Don’t respond when you are angry. Take a breath, let the anger flow away from you!

Don’t, act angry. Not that when you are angry you shouldn’t express your anger rather when something bad happens, step away, review and then act. Don’t actually plan and act when you are angry. It is advice that parents give their children. It is advice we have all heard 1000 times before. It is also the hardest thing to follow. It is so easy to say act when you aren’t angry. It is really hard not to lash out when someone does something that injures you.

Lashing out in anger isn’t the answer though. It only makes things worse in most cases and you run the risk of failure when you do. Instead step back, let the anger dissipate and figure out what caused the reaction and how can you fix that. Within each of us there is a logical and illogical reaction to virtually everything, find out why your illogical reaction was trigged.

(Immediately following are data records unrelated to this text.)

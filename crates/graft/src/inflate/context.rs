use super::Entity;

use graft_core::schema::mapping::JoinNodeId;
use graft_core::stmt::Key;
use graft_core::Result;

use indexmap::IndexMap;

use std::any::TypeId;
use std::collections::HashSet;

/// State scoped to exactly one row-set traversal.
///
/// Holds the identity map (one entity instance per entity type and decoded
/// identifier) and the set of relation wirings already performed. Both are
/// what collapse the fan-out a one-to-many join produces back into a proper
/// graph: repeated rows resolve to the already-materialized instance, and a
/// child is wired to a given parent at most once.
///
/// A context must not outlive its traversal; drop it when the row set is
/// consumed.
#[derive(Default)]
pub struct InflationContext {
    /// Identity map, in first-seen order
    entities: IndexMap<(TypeId, Key), Entity>,

    /// (node, parent identity, child identity) triples already wired
    wired: HashSet<(JoinNodeId, Key, Key)>,
}

impl InflationContext {
    pub fn new() -> Self {
        Self::default()
    }

    /// Resolve the instance for `(ty, key)`, inflating it on first sight.
    /// The boolean is true when the instance was created by this call.
    ///
    /// For a fixed context, the same pair always resolves to the same
    /// instance, however many rows contain it.
    pub fn get_or_inflate(
        &mut self,
        ty: TypeId,
        key: &Key,
        inflate: impl FnOnce() -> Result<Entity>,
    ) -> Result<(Entity, bool)> {
        if let Some(existing) = self.entities.get(&(ty, key.clone())) {
            return Ok((existing.clone(), false));
        }

        let fresh = inflate()?;
        self.entities.insert((ty, key.clone()), fresh.clone());
        Ok((fresh, true))
    }

    /// Record a wiring. True the first time this (node, parent, child)
    /// triple is seen; false on every repetition.
    pub fn mark_wired(&mut self, node: JoinNodeId, parent: &Key, child: &Key) -> bool {
        self.wired.insert((node, parent.clone(), child.clone()))
    }

    /// Number of distinct instances materialized so far.
    pub fn len(&self) -> usize {
        self.entities.len()
    }

    pub fn is_empty(&self) -> bool {
        self.entities.is_empty()
    }
}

Now, that is easy to say, find the illogical reaction. In fact, that is as simple to say as don’t be angry when you respond. There are many rules to help with that, the 24-hour email rule (don’t send when mad) or don’t call back and respond to the email or voicemail that riled you. All of this sound advice. Based on that golden rule of our childhood. Do on to others as you would have them do unto you.

Yet we fail. Interesting that we fail more with family than at work. We last out in anger at our family and family members far more often. Why? We know they won’t close the door and walk away. They do sometimes and that is sad but for the most part they won’t close us out forever.

Anger is a funny emotion. It can fuel great performance. (I am going to show him that he was wrong. I am going to do this because she said I couldn’t). It can also add too much fuel to the fire burning inside someone. Enough fuel that they make a decision and suddenly you have other problems to deal with (lost skills, retention etc).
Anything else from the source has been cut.